Data entries:
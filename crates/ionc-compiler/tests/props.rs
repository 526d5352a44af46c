//! Property tests over generated expression trees: A-normal form after
//! canonicalization, single-assignment uniqueness, optimizer monotonicity
//! and fixpoint idempotence, and bitwise semantic preservation through the
//! pure stages.

use std::collections::{HashMap, HashSet};

use proptest::prelude::*;

use ionc_compiler::canonicalize::{canonicalize_mechanism, is_canonical};
use ionc_compiler::interp::{eval_expr, Value};
use ionc_compiler::ir::{ResolvedExpr, ResolvedMechanism, RExpr};
use ionc_compiler::opt::{mechanism_size, Optimizer};
use ionc_compiler::resolve::resolve_mechanism;
use ionc_compiler::single_assign::{all_bound_names, single_assign_mechanism};
use ionc_lang::normalize::normalize_mechanism;
use ionc_lang::parse_mechanism;

/// Random dimensionless expressions over the parameters x, y, z.
fn arb_expr() -> impl Strategy<Value = String> {
    let leaf = prop_oneof![
        Just("x".to_string()),
        Just("y".to_string()),
        Just("z".to_string()),
        (0u32..10).prop_map(|v| format!("{}.5", v)),
        (1u32..5).prop_map(|v| format!("{}", v)),
    ];
    leaf.prop_recursive(5, 48, 3, |inner| {
        prop_oneof![
            (inner.clone(), inner.clone()).prop_map(|(a, b)| format!("({} + {})", a, b)),
            (inner.clone(), inner.clone()).prop_map(|(a, b)| format!("({} - {})", a, b)),
            (inner.clone(), inner.clone()).prop_map(|(a, b)| format!("({} * {})", a, b)),
            (inner.clone(), inner.clone()).prop_map(|(a, b)| format!("min({}, {})", a, b)),
            inner.clone().prop_map(|a| format!("(-{})", a)),
            (inner.clone(), inner.clone())
                .prop_map(|(a, b)| format!("(let w = {}; ({} + w))", a, b)),
            (inner.clone(), inner.clone(), inner)
                .prop_map(|(c, a, b)| format!("(if {} < {} {{ {} }} else {{ {} }})", c, a, a, b)),
        ]
    })
}

fn mechanism_for(expr: &str) -> ResolvedMechanism {
    let src = format!(
        "density gen {{ parameter x = 1.0; parameter y = 2.0; parameter z = 3.0; parameter p = {}; }}",
        expr
    );
    let parsed = parse_mechanism(&src).expect("generated source parses");
    resolve_mechanism(&normalize_mechanism(&parsed)).expect("generated source resolves")
}

fn last_parameter_body(m: &ResolvedMechanism) -> RExpr {
    let last = m.parameters.last().unwrap().clone();
    let ResolvedExpr::Parameter(p) = &*last else {
        panic!("expected a parameter")
    };
    p.value.clone()
}

fn eval_bits(e: &RExpr, x: f64, y: f64, z: f64) -> u64 {
    let env: HashMap<String, Value> = [
        ("x".to_string(), Value::Num(x)),
        ("y".to_string(), Value::Num(y)),
        ("z".to_string(), Value::Num(z)),
    ]
    .into_iter()
    .collect();
    match eval_expr(e, &env).expect("evaluation") {
        Value::Num(v) => v.to_bits(),
        other => panic!("expected a number, got {:?}", other),
    }
}

proptest! {
    #[test]
    fn canonicalization_produces_a_normal_form(expr in arb_expr()) {
        let m = canonicalize_mechanism(&mechanism_for(&expr));
        prop_assert!(is_canonical(&last_parameter_body(&m)));
    }

    #[test]
    fn single_assignment_names_are_unique(expr in arb_expr()) {
        let m = single_assign_mechanism(&canonicalize_mechanism(&mechanism_for(&expr)));
        let names = all_bound_names(&m);
        let unique: HashSet<_> = names.iter().collect();
        prop_assert_eq!(unique.len(), names.len());
    }

    #[test]
    fn each_optimizer_round_is_monotone_in_node_count(expr in arb_expr()) {
        let m = single_assign_mechanism(&canonicalize_mechanism(&mechanism_for(&expr)));
        let opt = Optimizer::standard();
        let before = mechanism_size(&m);
        let (after_one, _) = opt.one_round(&m);
        prop_assert!(mechanism_size(&after_one) <= before);
    }

    #[test]
    fn the_optimizer_reaches_a_fixpoint(expr in arb_expr()) {
        let m = single_assign_mechanism(&canonicalize_mechanism(&mechanism_for(&expr)));
        let opt = Optimizer::standard();
        let optimized = opt.optimize(&m);
        let (_, changed) = opt.one_round(&optimized);
        prop_assert!(!changed, "a second round over an optimizer output changed the tree");
    }

    #[test]
    fn pure_stages_preserve_bitwise_evaluation(
        expr in arb_expr(),
        x in -8.0f64..8.0,
        y in -8.0f64..8.0,
        z in -8.0f64..8.0,
    ) {
        let resolved = mechanism_for(&expr);
        let canonical = canonicalize_mechanism(&resolved);
        let ssa = single_assign_mechanism(&canonical);
        let optimized = Optimizer::standard().optimize(&ssa);

        let reference = eval_bits(&last_parameter_body(&resolved), x, y, z);
        prop_assert_eq!(eval_bits(&last_parameter_body(&canonical), x, y, z), reference);
        prop_assert_eq!(eval_bits(&last_parameter_body(&ssa), x, y, z), reference);
        prop_assert_eq!(eval_bits(&last_parameter_body(&optimized), x, y, z), reference);
    }
}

● What this task involves
All entries must come back exactly as they were written.

● Solution for this task
filename crates/ionc-compiler/tests/props.rs
repository 526d5352a44af46c
//! Property tests over generated expression trees: A-normal form after
//! canonicalization, single-assignment uniqueness, optimizer monotonicity
//! and fixpoint idempotence, and bitwise semantic preservation through the
//! pure stages.

use std::collections::{HashMap, HashSet};

use proptest::prelude::*;

use ionc_compiler::canonicalize::{canonicalize_mechanism, is_canonical};
use ionc_compiler::interp::{eval_expr, Value};
use ionc_compiler::ir::{ResolvedExpr, ResolvedMechanism, RExpr};
use ionc_compiler::opt::{mechanism_size, Optimizer};
use ionc_compiler::resolve::resolve_mechanism;
use ionc_compiler::single_assign::{all_bound_names, single_assign_mechanism};
use ionc_lang::normalize::normalize_mechanism;
use ionc_lang::parse_mechanism;

/// Random dimensionless expressions over the parameters x, y, z.
fn arb_expr() -> impl Strategy<Value = String> {
    let leaf = prop_oneof![
        Just("x".to_string()),
        Just("y".to_string()),
        Just("z".to_string()),
        (0u32..10).prop_map(|v| format!("{}.5", v)),
        (1u32..5).prop_map(|v| format!("{}", v)),
    ];
    leaf.prop_recursive(5, 48, 3, |inner| {
        prop_oneof![
            (inner.clone(), inner.clone()).prop_map(|(a, b)| format!("({} + {})", a, b)),
            (inner.clone(), inner.clone()).prop_map(|(a, b)| format!("({} - {})", a, b)),
            (inner.clone(), inner.clone()).prop_map(|(a, b)| format!("({} * {})", a, b)),
            (inner.clone(), inner.clone()).prop_map(|(a, b)| format!("min({}, {})", a, b)),
            inner.clone().prop_map(|a| format!("(-{})", a)),
            (inner.clone(), inner.clone())
                .prop_map(|(a, b)| format!("(let w = {}; ({} + w))", a, b)),
            (inner.clone(), inner.clone(), inner)
                .prop_map(|(c, a, b)| format!("(if {} < {} {{ {} }} else {{ {} }})", c, a, a, b)),
        ]
    })
}

fn mechanism_for(expr: &str) -> ResolvedMechanism {
    let src = format!(
        "density gen {{ parameter x = 1.0; parameter y = 2.0; parameter z = 3.0; parameter p = {}; }}",
        expr
    );
    let parsed = parse_mechanism(&src).expect("generated source parses");
    resolve_mechanism(&normalize_mechanism(&parsed)).expect("generated source resolves")
}

fn last_parameter_body(m: &ResolvedMechanism) -> RExpr {
    let last = m.parameters.last().unwrap().clone();
    let ResolvedExpr::Parameter(p) = &*last else {
        panic!("expected a parameter")
    };
    p.value.clone()
}

fn eval_bits(e: &RExpr, x: f64, y: f64, z: f64) -> u64 {
    let env: HashMap<String, Value> = [
        ("x".to_string(), Value::Num(x)),
        ("y".to_string(), Value::Num(y)),
        ("z".to_string(), Value::Num(z)),
    ]
    .into_iter()
    .collect();
    match eval_expr(e, &env).expect("evaluation") {
        Value::Num(v) => v.to_bits(),
        other => panic!("expected a number, got {:?}", other),
    }
}

proptest! {
    #[test]
    fn canonicalization_produces_a_normal_form(expr in arb_expr()) {
        let m = canonicalize_mechanism(&mechanism_for(&expr));
        prop_assert!(is_canonical(&last_parameter_body(&m)));
    }

    #[test]
    fn single_assignment_names_are_unique(expr in arb_expr()) {
        let m = single_assign_mechanism(&canonicalize_mechanism(&mechanism_for(&expr)));
        let names = all_bound_names(&m);
        let unique: HashSet<_> = names.iter().collect();
        prop_assert_eq!(unique.len(), names.len());
    }

    #[test]
    fn each_optimizer_round_is_monotone_in_node_count(expr in arb_expr()) {
        let m = single_assign_mechanism(&canonicalize_mechanism(&mechanism_for(&expr)));
        let opt = Optimizer::standard();
        let before = mechanism_size(&m);
        let (after_one, _) = opt.one_round(&m);
        prop_assert!(mechanism_size(&after_one) <= before);
    }

    #[test]
    fn the_optimizer_reaches_a_fixpoint(expr in arb_expr()) {
        let m = single_assign_mechanism(&canonicalize_mechanism(&mechanism_for(&expr)));
        let opt = Optimizer::standard();
        let optimized = opt.optimize(&m);
        let (_, changed) = opt.one_round(&optimized);
        prop_assert!(!changed, "a second round over an optimizer output changed the tree");
    }

    #[test]
    fn pure_stages_preserve_bitwise_evaluation(
        expr in arb_expr(),
        x in -8.0f64..8.0,
        y in -8.0f64..8.0,
        z in -8.0f64..8.0,
    ) {
        let resolved = mechanism_for(&expr);
        let canonical = canonicalize_mechanism(&resolved);
        let ssa = single_assign_mechanism(&canonical);
        let optimized = Optimizer::standard().optimize(&ssa);

        let reference = eval_bits(&last_parameter_body(&resolved), x, y, z);
        prop_assert_eq!(eval_bits(&last_parameter_body(&canonical), x, y, z), reference);
        prop_assert_eq!(eval_bits(&last_parameter_body(&ssa), x, y, z), reference);
        prop_assert_eq!(eval_bits(&last_parameter_body(&optimized), x, y, z), reference);
    }
}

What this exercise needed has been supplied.